■ What is needed ■
Which lines of the records contain the word "copied"? Copy each one.

■ Data shown ■
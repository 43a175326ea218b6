use std::env;

use teloxide::prelude::*;
use tokio::sync::mpsc;
use tracing::{error, info, warn};

use common::models::{Notification, Side};

/// Drains the notification queue and forwards events to Telegram.
/// Best-effort: send failures are logged and swallowed, and a bot left
/// unconfigured degrades to log-only delivery.
pub struct TelegramService {
    channel: Option<(Bot, ChatId)>,
}

impl TelegramService {
    pub fn from_env() -> Self {
        let channel = match (env::var("TELEGRAM_BOT_TOKEN"), env::var("TELEGRAM_CHAT_ID")) {
            (Ok(token), Ok(chat)) => match chat.parse::<i64>() {
                Ok(id) => Some((Bot::new(token), ChatId(id))),
                Err(_) => {
                    warn!("TELEGRAM_CHAT_ID must be a number; notifications disabled");
                    None
                }
            },
            _ => {
                info!("Telegram not configured; notifications will be logged only");
                None
            }
        };

        Self { channel }
    }

    pub async fn start(self, mut rx: mpsc::Receiver<Notification>) {
        info!("Starting notification service");

        while let Some(event) = rx.recv().await {
            let text = Self::render(&event);
            info!("notify: {}", text);

            if let Some((bot, chat_id)) = &self.channel {
                if let Err(e) = bot.send_message(*chat_id, text).await {
                    error!("Failed to send Telegram message: {}", e);
                }
            }
        }

        info!("Notification channel closed. Stopping service.");
    }

    fn render(event: &Notification) -> String {
        match event {
            Notification::Startup {
                mode,
                initial_investment,
                threshold_pct,
            } => format!(
                "Bot started in {} mode | initial investment {:.2} THB | threshold {:.2}%",
                mode, initial_investment, threshold_pct
            ),
            Notification::Trade {
                asset,
                operation,
                amount_thb,
                coin_amount,
                price,
                mode,
            } => {
                let marker = match operation {
                    Side::Buy => "🟢",
                    Side::Sell => "🔴",
                };
                format!(
                    "{} {} {:.8} {} worth {:.2} THB @ {:.2} ({})",
                    marker, operation, coin_amount, asset, amount_thb, price, mode
                )
            }
            Notification::ModeChange { mode } => format!("Bot mode changed to {}", mode),
        }
    }
}

#[cfg(test)]
mod tests {
    use super::*;
    use common::models::ExecutionMode;

    #[test]
    fn renders_trade_with_mode_and_amounts() {
        let text = TelegramService::render(&Notification::Trade {
            asset: "BTC".to_string(),
            operation: Side::Sell,
            amount_thb: 1000.0,
            coin_amount: 0.01,
            price: 100_000.0,
            mode: ExecutionMode::DryRun,
        });

        assert!(text.contains("sell"));
        assert!(text.contains("0.01000000 BTC"));
        assert!(text.contains("1000.00 THB"));
        assert!(text.contains("DRY_RUN"));
    }

    #[test]
    fn renders_startup_with_threshold() {
        let text = TelegramService::render(&Notification::Startup {
            mode: ExecutionMode::Production,
            initial_investment: 10_000.0,
            threshold_pct: 5.0,
        });

        assert!(text.contains("PRODUCTION"));
        assert!(text.contains("10000.00 THB"));
        assert!(text.contains("5.00%"));
    }
}
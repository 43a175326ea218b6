pub mod client;
pub mod error;
pub mod traits;

pub use client::{BitkubClient, sign_payload};
pub use error::ExchangeError;
pub use traits::ExchangeApi;
use std::collections::HashMap;
use std::sync::Arc;

use tracing::error;

use common::FIAT_ASSET;
use common::models::portfolio::{AssetAllocation, PortfolioSnapshot, sort_allocations};
use exchange::ExchangeApi;

/// Totals below this are treated as an empty portfolio; 1.0 is substituted
/// so percentage math never divides by zero.
const TOTAL_VALUE_EPSILON: f64 = 1e-8;

/// Values live balances at the live price and annotates each target asset
/// with its actual share. Exchange failures degrade to zeroes instead of
/// failing the pass.
pub struct Valuator {
    exchange: Arc<dyn ExchangeApi>,
    coin_asset: String,
    initial_investment: f64,
}

impl Valuator {
    pub fn new(exchange: Arc<dyn ExchangeApi>, coin_asset: String, initial_investment: f64) -> Self {
        Self {
            exchange,
            coin_asset,
            initial_investment,
        }
    }

    pub async fn portfolio(&self, targets: &HashMap<String, f64>) -> PortfolioSnapshot {
        let balances = match self.exchange.wallet_balances().await {
            Ok(balances) => balances,
            Err(e) => {
                error!("Error fetching wallet balance: {}", e);
                HashMap::new()
            }
        };
        let fiat_balance = balances.get(FIAT_ASSET).copied().unwrap_or(0.0);
        let coin_balance = balances.get(&self.coin_asset).copied().unwrap_or(0.0);

        let ticker = format!("{}_{}", FIAT_ASSET, self.coin_asset);
        let coin_price = match self.exchange.ticker_price(&ticker).await {
            Ok(price) => price,
            Err(e) => {
                error!("Error fetching price for {}: {}", self.coin_asset, e);
                0.0
            }
        };

        let coin_value = coin_balance * coin_price;
        let mut total_value = fiat_balance + coin_value;
        if total_value < TOTAL_VALUE_EPSILON {
            total_value = 1.0;
        }

        let roi = if self.initial_investment > 0.0 {
            (total_value - self.initial_investment) / self.initial_investment * 100.0
        } else {
            0.0
        };

        let mut portfolio = Vec::with_capacity(targets.len());
        for (asset, &target_pct) in targets {
            let (price, raw_balance, value) = if asset == FIAT_ASSET {
                (1.0, fiat_balance, fiat_balance)
            } else if *asset == self.coin_asset {
                (coin_price, coin_balance, coin_value)
            } else {
                // Unrecognized target symbols are zeroed, not rejected.
                (0.0, 0.0, 0.0)
            };

            portfolio.push(AssetAllocation {
                asset: asset.clone(),
                current_price: price,
                coin_balance: raw_balance,
                balance_thb: value,
                actual_pct: (value / total_value) * 100.0,
                target_pct,
            });
        }
        sort_allocations(&mut portfolio);

        PortfolioSnapshot {
            total_value,
            roi,
            coin_price,
            portfolio,
        }
    }
}

#[cfg(test)]
mod tests {
    use super::*;
    use crate::test_support::MockExchange;
    use common::config::default_targets;
    use exchange::ExchangeError;

    fn mock_with(balances: Vec<(&str, f64)>, price: f64) -> MockExchange {
        let map: HashMap<String, f64> = balances
            .into_iter()
            .map(|(k, v)| (k.to_string(), v))
            .collect();
        let mut mock = MockExchange::new();
        mock.expect_wallet_balances()
            .returning(move || Ok(map.clone()));
        mock.expect_ticker_price().returning(move |_| Ok(price));
        mock
    }

    #[tokio::test]
    async fn actual_percentages_sum_to_100() {
        let mock = mock_with(vec![("THB", 4000.0), ("BTC", 0.06)], 100_000.0);
        let valuator = Valuator::new(Arc::new(mock), "BTC".to_string(), 10_000.0);

        let snapshot = valuator.portfolio(&default_targets("BTC")).await;

        assert_eq!(snapshot.total_value, 10_000.0);
        let pct_sum: f64 = snapshot.portfolio.iter().map(|a| a.actual_pct).sum();
        assert!((pct_sum - 100.0).abs() < 1e-9);
    }

    #[tokio::test]
    async fn roi_is_relative_to_initial_investment() {
        let mock = mock_with(vec![("THB", 6000.0), ("BTC", 0.06)], 100_000.0);
        let valuator = Valuator::new(Arc::new(mock), "BTC".to_string(), 10_000.0);

        let snapshot = valuator.portfolio(&default_targets("BTC")).await;
        assert!((snapshot.roi - 20.0).abs() < 1e-9);
    }

    #[tokio::test]
    async fn zero_initial_investment_reports_zero_roi() {
        let mock = mock_with(vec![("THB", 6000.0)], 100.0);
        let valuator = Valuator::new(Arc::new(mock), "BTC".to_string(), 0.0);

        let snapshot = valuator.portfolio(&default_targets("BTC")).await;
        assert_eq!(snapshot.roi, 0.0);
    }

    #[tokio::test]
    async fn balance_failure_degrades_to_zero_balances() {
        let mut mock = MockExchange::new();
        mock.expect_wallet_balances()
            .returning(|| Err(ExchangeError::Auth));
        mock.expect_ticker_price().returning(|_| Ok(100_000.0));
        let valuator = Valuator::new(Arc::new(mock), "BTC".to_string(), 10_000.0);

        let snapshot = valuator.portfolio(&default_targets("BTC")).await;

        // Empty portfolio trips the degenerate-total guard.
        assert_eq!(snapshot.total_value, 1.0);
        assert!(snapshot.portfolio.iter().all(|a| a.coin_balance == 0.0));
    }

    #[tokio::test]
    async fn price_failure_degrades_to_zero_price() {
        let mut mock = MockExchange::new();
        mock.expect_wallet_balances().returning(|| {
            Ok(HashMap::from([
                ("THB".to_string(), 5000.0),
                ("BTC".to_string(), 0.05),
            ]))
        });
        mock.expect_ticker_price().returning(|symbol| {
            Err(ExchangeError::PriceUnavailable {
                symbol: symbol.to_string(),
            })
        });
        let valuator = Valuator::new(Arc::new(mock), "BTC".to_string(), 10_000.0);

        let snapshot = valuator.portfolio(&default_targets("BTC")).await;

        assert_eq!(snapshot.coin_price, 0.0);
        let coin = snapshot
            .portfolio
            .iter()
            .find(|a| a.asset == "BTC")
            .unwrap();
        assert_eq!(coin.current_price, 0.0);
        assert_eq!(coin.balance_thb, 0.0);
    }

    #[tokio::test]
    async fn unrecognized_target_symbol_is_zeroed() {
        let mock = mock_with(vec![("THB", 5000.0), ("BTC", 0.05)], 100_000.0);
        let valuator = Valuator::new(Arc::new(mock), "BTC".to_string(), 10_000.0);

        let mut targets = default_targets("BTC");
        targets.insert("DOGE".to_string(), 0.0);

        let snapshot = valuator.portfolio(&targets).await;
        let doge = snapshot
            .portfolio
            .iter()
            .find(|a| a.asset == "DOGE")
            .unwrap();
        assert_eq!(doge.current_price, 0.0);
        assert_eq!(doge.coin_balance, 0.0);
        assert_eq!(doge.actual_pct, 0.0);
    }

    #[tokio::test]
    async fn fiat_is_priced_at_one_without_a_ticker_call() {
        let mock = mock_with(vec![("THB", 5000.0), ("BTC", 0.05)], 100_000.0);
        let valuator = Valuator::new(Arc::new(mock), "BTC".to_string(), 10_000.0);

        let snapshot = valuator.portfolio(&default_targets("BTC")).await;
        let fiat = snapshot
            .portfolio
            .iter()
            .find(|a| a.asset == "THB")
            .unwrap();
        assert_eq!(fiat.current_price, 1.0);
        assert_eq!(fiat.balance_thb, 5000.0);
    }
}
use super::trade::{ExecutionMode, Side};

/// Events pushed onto the notification queue. Delivery is best-effort and
/// never affects a pass outcome.
#[derive(Debug, Clone)]
pub enum Notification {
    Startup {
        mode: ExecutionMode,
        initial_investment: f64,
        threshold_pct: f64,
    },
    Trade {
        asset: String,
        operation: Side,
        amount_thb: f64,
        coin_amount: f64,
        price: f64,
        mode: ExecutionMode,
    },
    ModeChange {
        mode: ExecutionMode,
    },
}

■ Written solution ■
        let fiat_balance = balances.get(FIAT_ASSET).copied().unwrap_or(0.0);
        let coin_balance = balances.get(&self.coin_asset).copied().unwrap_or(0.0);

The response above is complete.